PROBLEM STATEMENT => The answer is every line of the records that holds the word "ThreadMessage", copied in full.

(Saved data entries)

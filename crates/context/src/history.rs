//! Token-budget-aware selection over chronological conversation history.
//!
//! Walks history newest-to-oldest, keeping a protected window of the most
//! recent messages unconditionally, skipping oversized tool results, and
//! filling whatever budget remains. Output preserves chronological order;
//! persisted history is never mutated.

use crate::token;
use opsdesk_config::BudgetConfig;
use opsdesk_core::message::{Role, ThreadMessage};
use tracing::debug;

/// Share of the *remaining* budget beyond which a tool-result message is
/// skipped outright, so one huge result cannot crowd out many smaller
/// messages that would otherwise fit.
const OVERSIZED_TOOL_FRACTION: f32 = 0.30;

/// Floor applied when reservations already consume the whole budget.
const FLOOR_MESSAGES: usize = 2;

/// The outcome of a history filter pass.
#[derive(Debug, Clone)]
pub struct FilteredHistory {
    /// Selected messages in chronological order.
    pub messages: Vec<ThreadMessage>,

    /// How many messages were skipped.
    pub skipped: usize,
}

/// Select which history messages fit the budget left over after the other
/// context parts have claimed `reserved_tokens`.
pub fn filter_history(
    history: &[ThreadMessage],
    reserved_tokens: usize,
    config: &BudgetConfig,
) -> FilteredHistory {
    let usable = (config.model_context_limit as f32 * config.safety_margin) as usize;
    let budget = usable
        .saturating_sub(reserved_tokens)
        .saturating_sub(config.system_instruction_tokens)
        .saturating_sub(config.output_reserve_tokens);

    if budget == 0 {
        // Reservations ate everything. Keep a bare floor of recency.
        let keep = history.len().min(FLOOR_MESSAGES);
        debug!(
            reserved_tokens,
            "History budget exhausted by reservations, keeping floor of {keep} messages"
        );
        return FilteredHistory {
            messages: history[history.len() - keep..].to_vec(),
            skipped: history.len() - keep,
        };
    }

    let mut selected: Vec<ThreadMessage> = Vec::new();
    let mut remaining = budget;
    let mut skipped = 0usize;

    for (idx, msg) in history.iter().rev().enumerate() {
        let cost = token::estimate_message_tokens(msg);

        // The most recent messages are kept regardless of size.
        if idx < config.min_protected_recent {
            remaining = remaining.saturating_sub(cost);
            selected.push(msg.clone());
            continue;
        }

        // One huge tool result would crowd out many smaller messages even
        // when it technically fits; skip it outright.
        if msg.role == Role::Tool
            && cost as f32 > remaining as f32 * OVERSIZED_TOOL_FRACTION
        {
            debug!(
                message_id = %msg.id,
                cost,
                remaining,
                "Skipping oversized tool result"
            );
            skipped += 1;
            continue;
        }

        if cost <= remaining {
            remaining -= cost;
            selected.push(msg.clone());
        } else {
            skipped += 1;
        }
    }

    // Restore chronological order.
    selected.reverse();

    FilteredHistory {
        messages: selected,
        skipped,
    }
}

TASK RESPONSE =>
use opsdesk_core::message::{Role, ThreadMessage};
    pub messages: Vec<ThreadMessage>,
    history: &[ThreadMessage],
    let mut selected: Vec<ThreadMessage> = Vec::new();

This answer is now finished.